## Prompt
Look through the records below, and copy out every line that holds the string "riven".

## Exercise data

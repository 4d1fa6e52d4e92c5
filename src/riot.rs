//! Riot API access: match-v5 listing and detail, with rate-limit backoff.
//!
//! Match-v5 calls go through an [`Upstream`] and handle 429s themselves, so [`RiotUpstream`]
//! runs riven with retries off. Account lookups use [`RiotApi`] directly.

use std::fmt;
use std::future::Future;
use std::rc::Rc;

use futures::future::{self, Either};
use futures::stream::{self, Stream, StreamExt};
use riven::consts::RegionalRoute;
use riven::models::match_v5;
use riven::reqwest::header::RETRY_AFTER;
use riven::{RiotApi, RiotApiError};
use web_time::{Duration, SystemTime};
use worker::Delay;

use crate::error::CmError;
use crate::ledger::{NewMatch, NewParticipant};
use crate::util::epoch_secs;

/// Match IDs requested per listing page (Riot's maximum).
pub const PAGE_SIZE: usize = 100;
/// Pause before each listing page after the first.
pub const PAGE_PACING: Duration = Duration::from_millis(100);
/// Ceiling for the exponential backoff used when a 429 has no `Retry-After`.
pub const MAX_BACKOFF_SECS: u64 = 16;

/// Failed Riot API call.
#[derive(Clone, Debug, PartialEq, Eq)]
pub enum UpstreamError {
    /// Non-success response.
    Status {
        /// HTTP status code.
        status: u16,
        /// Parsed `Retry-After` header, if any.
        retry_after: Option<Duration>,
        /// Response body text.
        body: String,
    },
    /// No usable response: connection failure, timeout, or unparsable body.
    Transport(String),
}
impl fmt::Display for UpstreamError {
    fn fmt(&self, f: &mut fmt::Formatter<'_>) -> fmt::Result {
        match self {
            Self::Status { status, body, .. } => write!(f, "status {}: {}", status, body),
            Self::Transport(msg) => f.write_str(msg),
        }
    }
}

/// Match-v5 endpoints, one request per call.
#[allow(async_fn_in_trait)]
pub trait Upstream {
    /// `GET /lol/match/v5/matches/by-puuid/{puuid}/ids`, one page of the `[start, end]` window.
    async fn match_ids(
        &self,
        region: RegionalRoute,
        puuid: &str,
        start: SystemTime,
        end: SystemTime,
        offset: usize,
    ) -> Result<Vec<String>, UpstreamError>;

    /// `GET /lol/match/v5/matches/{matchId}`.
    async fn get_match(
        &self,
        region: RegionalRoute,
        match_id: &str,
    ) -> Result<NewMatch, UpstreamError>;

    /// Wait before retrying.
    async fn sleep(&self, duration: Duration);
}

/// [`Upstream`] over riven's typed match-v5 endpoints. The [`RiotApi`] should have retries
/// disabled; riven still applies its key-wide rate limits.
pub struct RiotUpstream {
    riot_api: Rc<RiotApi>,
    timeout: Duration,
}
impl RiotUpstream {
    /// Each request is abandoned after `timeout`.
    pub fn new(riot_api: Rc<RiotApi>, timeout: Duration) -> Self {
        Self { riot_api, timeout }
    }

    async fn with_timeout<T, F>(&self, what: &str, request: F) -> Result<T, UpstreamError>
    where
        F: Future<Output = riven::Result<T>>,
    {
        let timeout = Delay::from(self.timeout);
        futures::pin_mut!(request, timeout);
        match future::select(request, timeout).await {
            Either::Left((Ok(value), _)) => Ok(value),
            Either::Left((Err(e), _)) => Err(upstream_error(what, e).await),
            Either::Right(_) => Err(UpstreamError::Transport(format!(
                "{}: timed out after {:?}",
                what, self.timeout
            ))),
        }
    }
}
impl Upstream for RiotUpstream {
    async fn match_ids(
        &self,
        region: RegionalRoute,
        puuid: &str,
        start: SystemTime,
        end: SystemTime,
        offset: usize,
    ) -> Result<Vec<String>, UpstreamError> {
        let request = self.riot_api.match_v5().get_match_ids_by_puuid(
            region,
            puuid,
            Some(PAGE_SIZE as i32),
            Some(epoch_secs(end) as i64),
            None,
            Some(epoch_secs(start) as i64),
            Some(offset as i32),
            None,
        );
        self.with_timeout("match ids", request).await
    }

    async fn get_match(
        &self,
        region: RegionalRoute,
        match_id: &str,
    ) -> Result<NewMatch, UpstreamError> {
        let request = self.riot_api.match_v5().get_match(region, match_id);
        match self.with_timeout(match_id, request).await? {
            Some(riot_match) => Ok(new_match(riot_match)),
            None => Err(UpstreamError::Status {
                status: 404,
                retry_after: None,
                body: "Match not found".to_owned(),
            }),
        }
    }

    async fn sleep(&self, duration: Duration) {
        Delay::from(duration).await
    }
}

/// Pulls the status, `Retry-After` and body out of a failed riven request.
async fn upstream_error(what: &str, mut e: RiotApiError) -> UpstreamError {
    let status = match e.status_code() {
        Some(status) if !status.is_success() => status,
        _ => return UpstreamError::Transport(format!("{}: {}", what, e)),
    };
    let retry_after = e
        .response()
        .and_then(|response| response.headers().get(RETRY_AFTER))
        .and_then(|value| value.to_str().ok())
        .and_then(parse_retry_after);
    let body = match e.take_response() {
        Some(response) => response.text().await.unwrap_or_default(),
        None => e.to_string(),
    };
    UpstreamError::Status {
        status: status.as_u16(),
        retry_after,
        body,
    }
}

/// The fields we store from a riven match-v5 [`match_v5::Match`].
fn new_match(riot_match: match_v5::Match) -> NewMatch {
    let info = riot_match.info;
    let start_millis = u64::try_from(info.game_start_timestamp).unwrap_or(0);
    let participants = info
        .participants
        .into_iter()
        .map(|p| NewParticipant {
            puuid: p.puuid,
            game_name: p.riot_id_game_name,
            tag_line: p.riot_id_tagline,
            team_id: i32::from(p.team_id as u16),
            champion_name: p.champion_name,
            win: p.win,
            role: p.role,
            kills: p.kills,
            deaths: p.deaths,
            assists: p.assists,
            gold_earned: p.gold_earned,
            damage_dealt: p.total_damage_dealt_to_champions,
        })
        .collect();
    NewMatch {
        match_id: riot_match.metadata.match_id,
        queue_id: i32::from(info.queue_id.0),
        start_timestamp: SystemTime::UNIX_EPOCH + Duration::from_millis(start_millis),
        participants,
    }
}

/// Parses a `Retry-After` header given in whole seconds.
pub fn parse_retry_after(value: &str) -> Option<Duration> {
    value.trim().parse().ok().map(Duration::from_secs)
}

/// Delay before retry number `attempt` (zero-based) when no `Retry-After` was given.
pub fn backoff_delay(attempt: u32) -> Duration {
    let secs = 1_u64.checked_shl(attempt).unwrap_or(u64::MAX);
    Duration::from_secs(secs.min(MAX_BACKOFF_SECS))
}

/// Match-v5 client, generic over the [`Upstream`].
pub struct MatchClient<U> {
    upstream: U,
}
impl<U> MatchClient<U>
where
    U: Upstream,
{
    /// Wraps the upstream.
    pub fn new(upstream: U) -> Self {
        Self { upstream }
    }

    /// The underlying upstream.
    pub fn upstream(&self) -> &U {
        &self.upstream
    }

    /// Runs `call`, repeating it for as long as it is rate limited.
    async fn with_backoff<T, F, Fut>(&self, what: &str, call: F) -> Result<T, UpstreamError>
    where
        F: Fn() -> Fut,
        Fut: Future<Output = Result<T, UpstreamError>>,
    {
        let mut attempt = 0;
        loop {
            let delay = match call().await {
                Err(UpstreamError::Status {
                    status: 429,
                    retry_after,
                    ..
                }) => retry_after.unwrap_or_else(|| backoff_delay(attempt)),
                result => return result,
            };
            log::warn!(
                "Rate limited on {} (attempt {}), retrying in {:?}.",
                what,
                attempt,
                delay
            );
            self.upstream.sleep(delay).await;
            attempt += 1;
        }
    }

    /// Fetches one page of match IDs. `None` on any non-rate-limit failure, which ends the
    /// listing early.
    pub async fn match_ids_page(
        &self,
        region: RegionalRoute,
        puuid: &str,
        start: SystemTime,
        end: SystemTime,
        offset: usize,
    ) -> Option<Vec<String>> {
        let upstream = &self.upstream;
        self.with_backoff("match ids", move || {
            upstream.match_ids(region, puuid, start, end, offset)
        })
        .await
        .map_err(|e| log::warn!("Match ids error for `{}` at {}: {}", puuid, offset, e))
        .ok()
    }

    /// Lazily lists all match IDs for the player within `[start, end]`, newest first, one page
    /// at a time. Ends at the first empty (or failed) page.
    pub fn match_ids<'a>(
        &'a self,
        region: RegionalRoute,
        puuid: &'a str,
        start: SystemTime,
        end: SystemTime,
    ) -> impl Stream<Item = String> + 'a {
        stream::unfold(0, move |offset| async move {
            if 0 < offset {
                self.upstream.sleep(PAGE_PACING).await;
            }
            match self.match_ids_page(region, puuid, start, end, offset).await {
                Some(ids) if !ids.is_empty() => Some((stream::iter(ids), offset + PAGE_SIZE)),
                _ => None,
            }
        })
        .flatten()
    }

    /// Fetches a match. Any non-rate-limit failure is an error.
    pub async fn match_detail(
        &self,
        region: RegionalRoute,
        match_id: &str,
    ) -> Result<NewMatch, CmError> {
        let upstream = &self.upstream;
        self.with_backoff(match_id, move || upstream.get_match(region, match_id))
            .await
            .map_err(|e| match e {
                UpstreamError::Status { status, body, .. } => CmError::Upstream {
                    match_id: match_id.to_owned(),
                    status,
                    body,
                },
                UpstreamError::Transport(msg) => CmError::Transport(msg),
            })
    }
}

/// Looks up the PUUID for a Riot ID (`game_name#tag_line`).
pub async fn resolve_puuid(
    riot_api: &RiotApi,
    region: RegionalRoute,
    game_name: &str,
    tag_line: &str,
) -> Result<String, CmError> {
    let account = riot_api
        .account_v1()
        .get_by_riot_id(region, game_name, tag_line)
        .await
        .map_err(|e| {
            CmError::Transport(format!(
                "Failed to get account {}#{}: {}",
                game_name, tag_line, e
            ))
        })?
        .ok_or_else(|| {
            CmError::NotFound(format!("No account for Riot ID {}#{}.", game_name, tag_line))
        })?;
    Ok(account.puuid)
}

/// Parses a regional route name, case-insensitive, e.g. `"americas"`.
pub fn parse_region(name: &str) -> Result<RegionalRoute, CmError> {
    name.trim()
        .to_ascii_uppercase()
        .parse()
        .map_err(|_| CmError::BadRequest(format!("Unknown region `{}`.", name)))
}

## Result for this exercise
//! runs riven with retries off. Account lookups use [`RiotApi`] directly.
use riven::consts::RegionalRoute;
use riven::models::match_v5;
use riven::reqwest::header::RETRY_AFTER;
use riven::{RiotApi, RiotApiError};
/// [`Upstream`] over riven's typed match-v5 endpoints. The [`RiotApi`] should have retries
/// disabled; riven still applies its key-wide rate limits.
        F: Future<Output = riven::Result<T>>,
/// Pulls the status, `Retry-After` and body out of a failed riven request.
/// The fields we store from a riven match-v5 [`match_v5::Match`].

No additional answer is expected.